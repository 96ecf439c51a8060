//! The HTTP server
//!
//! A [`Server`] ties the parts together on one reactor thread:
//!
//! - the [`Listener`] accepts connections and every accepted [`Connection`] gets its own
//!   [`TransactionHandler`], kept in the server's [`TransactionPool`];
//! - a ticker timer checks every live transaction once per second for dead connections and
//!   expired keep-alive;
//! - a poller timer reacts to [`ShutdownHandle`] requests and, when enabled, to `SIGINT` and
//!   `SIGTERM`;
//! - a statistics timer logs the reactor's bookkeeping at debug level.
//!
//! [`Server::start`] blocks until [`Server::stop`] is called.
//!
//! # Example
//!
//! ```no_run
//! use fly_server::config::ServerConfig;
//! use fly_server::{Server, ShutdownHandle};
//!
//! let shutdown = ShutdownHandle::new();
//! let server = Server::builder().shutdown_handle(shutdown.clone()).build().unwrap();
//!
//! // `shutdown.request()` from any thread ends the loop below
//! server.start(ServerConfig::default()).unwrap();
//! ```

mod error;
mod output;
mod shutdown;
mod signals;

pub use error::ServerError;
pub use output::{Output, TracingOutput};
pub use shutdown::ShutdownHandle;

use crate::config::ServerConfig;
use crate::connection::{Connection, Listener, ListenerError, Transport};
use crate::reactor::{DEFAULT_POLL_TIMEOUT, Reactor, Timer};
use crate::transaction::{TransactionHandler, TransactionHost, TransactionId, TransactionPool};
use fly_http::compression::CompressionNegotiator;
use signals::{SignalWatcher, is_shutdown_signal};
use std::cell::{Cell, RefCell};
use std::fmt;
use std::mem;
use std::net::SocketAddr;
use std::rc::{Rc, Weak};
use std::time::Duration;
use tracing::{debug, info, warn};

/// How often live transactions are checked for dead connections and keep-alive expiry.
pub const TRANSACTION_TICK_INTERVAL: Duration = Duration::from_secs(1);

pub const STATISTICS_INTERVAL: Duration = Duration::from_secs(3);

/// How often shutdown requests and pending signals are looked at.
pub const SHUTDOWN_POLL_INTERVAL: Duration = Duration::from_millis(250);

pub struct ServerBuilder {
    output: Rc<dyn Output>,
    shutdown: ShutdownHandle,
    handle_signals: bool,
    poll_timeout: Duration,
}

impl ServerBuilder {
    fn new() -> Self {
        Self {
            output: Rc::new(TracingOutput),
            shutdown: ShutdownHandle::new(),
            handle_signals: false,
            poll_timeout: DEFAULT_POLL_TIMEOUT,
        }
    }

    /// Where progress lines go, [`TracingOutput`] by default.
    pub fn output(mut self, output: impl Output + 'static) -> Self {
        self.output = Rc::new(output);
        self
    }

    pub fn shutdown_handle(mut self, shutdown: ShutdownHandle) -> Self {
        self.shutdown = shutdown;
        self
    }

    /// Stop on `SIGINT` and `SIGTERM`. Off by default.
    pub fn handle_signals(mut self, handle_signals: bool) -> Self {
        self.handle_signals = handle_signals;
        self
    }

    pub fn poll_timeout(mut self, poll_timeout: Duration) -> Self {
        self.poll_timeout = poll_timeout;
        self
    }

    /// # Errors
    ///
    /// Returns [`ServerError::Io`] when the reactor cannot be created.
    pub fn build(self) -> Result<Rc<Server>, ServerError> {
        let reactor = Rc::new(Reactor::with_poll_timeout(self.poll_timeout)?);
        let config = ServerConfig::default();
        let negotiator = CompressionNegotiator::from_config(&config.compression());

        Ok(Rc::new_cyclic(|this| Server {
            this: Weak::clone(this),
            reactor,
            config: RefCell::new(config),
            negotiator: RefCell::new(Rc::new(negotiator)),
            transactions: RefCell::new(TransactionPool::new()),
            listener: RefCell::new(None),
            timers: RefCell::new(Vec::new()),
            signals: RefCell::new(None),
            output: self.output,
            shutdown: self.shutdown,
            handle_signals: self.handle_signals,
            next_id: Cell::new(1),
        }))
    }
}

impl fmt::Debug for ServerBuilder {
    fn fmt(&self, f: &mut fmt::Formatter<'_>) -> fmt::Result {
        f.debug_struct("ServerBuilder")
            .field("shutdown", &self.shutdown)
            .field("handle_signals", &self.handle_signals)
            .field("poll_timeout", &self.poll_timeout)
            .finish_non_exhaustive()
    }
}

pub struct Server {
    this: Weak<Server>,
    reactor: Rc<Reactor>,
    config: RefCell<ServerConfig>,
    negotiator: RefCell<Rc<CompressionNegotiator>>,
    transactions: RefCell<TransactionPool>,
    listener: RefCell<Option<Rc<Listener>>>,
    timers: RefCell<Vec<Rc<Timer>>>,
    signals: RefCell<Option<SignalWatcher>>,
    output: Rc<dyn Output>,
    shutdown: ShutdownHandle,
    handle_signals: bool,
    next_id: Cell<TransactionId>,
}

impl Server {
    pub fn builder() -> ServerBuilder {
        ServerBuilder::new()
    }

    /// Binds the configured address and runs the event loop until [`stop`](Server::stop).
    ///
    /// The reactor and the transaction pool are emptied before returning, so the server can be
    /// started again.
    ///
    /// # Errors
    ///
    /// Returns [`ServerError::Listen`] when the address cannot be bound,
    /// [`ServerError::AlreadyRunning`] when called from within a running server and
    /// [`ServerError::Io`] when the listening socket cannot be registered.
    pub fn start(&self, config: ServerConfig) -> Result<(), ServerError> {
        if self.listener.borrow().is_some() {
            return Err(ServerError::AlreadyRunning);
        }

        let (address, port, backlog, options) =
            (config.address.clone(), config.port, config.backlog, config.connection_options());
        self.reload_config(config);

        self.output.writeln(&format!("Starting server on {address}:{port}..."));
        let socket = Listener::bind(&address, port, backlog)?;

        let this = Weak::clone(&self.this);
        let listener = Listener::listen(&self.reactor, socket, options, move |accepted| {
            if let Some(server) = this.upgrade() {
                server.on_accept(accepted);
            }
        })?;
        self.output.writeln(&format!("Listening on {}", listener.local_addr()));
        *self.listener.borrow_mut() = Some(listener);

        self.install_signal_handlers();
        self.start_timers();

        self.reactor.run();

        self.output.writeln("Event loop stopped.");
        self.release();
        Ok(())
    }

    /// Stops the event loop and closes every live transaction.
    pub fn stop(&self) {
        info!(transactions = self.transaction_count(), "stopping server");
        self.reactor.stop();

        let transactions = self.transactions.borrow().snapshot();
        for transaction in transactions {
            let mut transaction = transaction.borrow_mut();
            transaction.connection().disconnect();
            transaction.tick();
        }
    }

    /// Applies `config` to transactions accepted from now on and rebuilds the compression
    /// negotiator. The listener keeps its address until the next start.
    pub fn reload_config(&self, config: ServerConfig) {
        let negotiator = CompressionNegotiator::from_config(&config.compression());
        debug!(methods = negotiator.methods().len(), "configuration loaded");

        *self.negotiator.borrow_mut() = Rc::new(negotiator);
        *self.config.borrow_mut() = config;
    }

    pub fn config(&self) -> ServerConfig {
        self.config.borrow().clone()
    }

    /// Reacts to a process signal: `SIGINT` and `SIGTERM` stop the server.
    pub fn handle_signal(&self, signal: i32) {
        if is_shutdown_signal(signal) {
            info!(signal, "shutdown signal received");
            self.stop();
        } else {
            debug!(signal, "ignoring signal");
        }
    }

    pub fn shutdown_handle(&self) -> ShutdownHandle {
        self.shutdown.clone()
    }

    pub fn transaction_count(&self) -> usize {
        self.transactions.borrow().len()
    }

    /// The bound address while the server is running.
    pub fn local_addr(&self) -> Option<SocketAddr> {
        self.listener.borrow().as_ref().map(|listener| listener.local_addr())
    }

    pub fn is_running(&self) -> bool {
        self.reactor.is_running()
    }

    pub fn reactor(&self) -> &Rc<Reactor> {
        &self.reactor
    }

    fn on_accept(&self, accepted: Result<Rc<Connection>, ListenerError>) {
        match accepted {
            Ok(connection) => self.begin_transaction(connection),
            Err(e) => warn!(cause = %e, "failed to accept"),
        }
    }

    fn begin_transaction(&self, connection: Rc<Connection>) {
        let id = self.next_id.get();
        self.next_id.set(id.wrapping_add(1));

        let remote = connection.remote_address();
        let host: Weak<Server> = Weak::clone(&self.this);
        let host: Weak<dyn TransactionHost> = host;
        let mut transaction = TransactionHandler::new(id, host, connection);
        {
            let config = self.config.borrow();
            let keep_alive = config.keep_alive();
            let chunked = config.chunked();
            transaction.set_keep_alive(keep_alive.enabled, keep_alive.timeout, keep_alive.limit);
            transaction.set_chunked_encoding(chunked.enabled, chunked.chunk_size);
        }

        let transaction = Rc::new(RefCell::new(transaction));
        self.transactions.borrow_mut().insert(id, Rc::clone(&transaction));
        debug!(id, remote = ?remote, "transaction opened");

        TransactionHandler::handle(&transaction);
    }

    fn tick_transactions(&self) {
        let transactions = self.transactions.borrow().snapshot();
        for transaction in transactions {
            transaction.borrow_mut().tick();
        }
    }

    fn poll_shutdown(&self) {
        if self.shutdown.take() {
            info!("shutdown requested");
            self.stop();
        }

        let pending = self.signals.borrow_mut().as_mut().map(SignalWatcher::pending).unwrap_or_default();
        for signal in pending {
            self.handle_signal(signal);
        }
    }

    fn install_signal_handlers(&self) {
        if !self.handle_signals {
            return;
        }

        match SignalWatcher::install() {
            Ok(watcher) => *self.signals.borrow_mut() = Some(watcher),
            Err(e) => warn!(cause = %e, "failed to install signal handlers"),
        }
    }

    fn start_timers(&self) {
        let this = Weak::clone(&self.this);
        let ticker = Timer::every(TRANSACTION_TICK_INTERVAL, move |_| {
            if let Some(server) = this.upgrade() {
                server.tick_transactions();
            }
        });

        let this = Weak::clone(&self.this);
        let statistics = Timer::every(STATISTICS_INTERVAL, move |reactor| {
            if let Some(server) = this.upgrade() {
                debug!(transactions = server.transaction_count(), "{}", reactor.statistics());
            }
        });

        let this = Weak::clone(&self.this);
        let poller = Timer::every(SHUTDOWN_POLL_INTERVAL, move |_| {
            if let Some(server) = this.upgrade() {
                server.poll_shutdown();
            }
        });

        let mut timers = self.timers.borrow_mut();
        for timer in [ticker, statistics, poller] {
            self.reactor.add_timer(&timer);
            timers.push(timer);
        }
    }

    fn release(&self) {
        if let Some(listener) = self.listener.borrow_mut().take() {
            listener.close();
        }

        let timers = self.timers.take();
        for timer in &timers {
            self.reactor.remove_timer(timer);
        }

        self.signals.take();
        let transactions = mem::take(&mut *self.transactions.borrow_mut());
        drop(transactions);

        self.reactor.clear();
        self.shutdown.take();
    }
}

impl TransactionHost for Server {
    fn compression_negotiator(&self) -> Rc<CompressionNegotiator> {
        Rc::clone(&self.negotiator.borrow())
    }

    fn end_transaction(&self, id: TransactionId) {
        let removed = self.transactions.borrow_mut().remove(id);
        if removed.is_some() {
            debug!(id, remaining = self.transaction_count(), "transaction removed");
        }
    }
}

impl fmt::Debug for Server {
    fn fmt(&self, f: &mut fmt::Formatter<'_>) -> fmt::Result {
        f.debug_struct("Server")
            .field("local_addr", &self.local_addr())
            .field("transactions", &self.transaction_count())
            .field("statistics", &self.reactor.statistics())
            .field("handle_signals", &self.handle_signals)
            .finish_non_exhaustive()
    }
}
============
(PROBLEM TO WORK ON): Please copy out each line of the material that holds the string "loop".

(RESULT FOR THIS TASK):
//! // `shutdown.request()` from any thread ends the loop below
    /// Binds the configured address and runs the event loop until [`stop`](Server::stop).
        self.output.writeln("Event loop stopped.");
    /// Stops the event loop and closes every live transaction.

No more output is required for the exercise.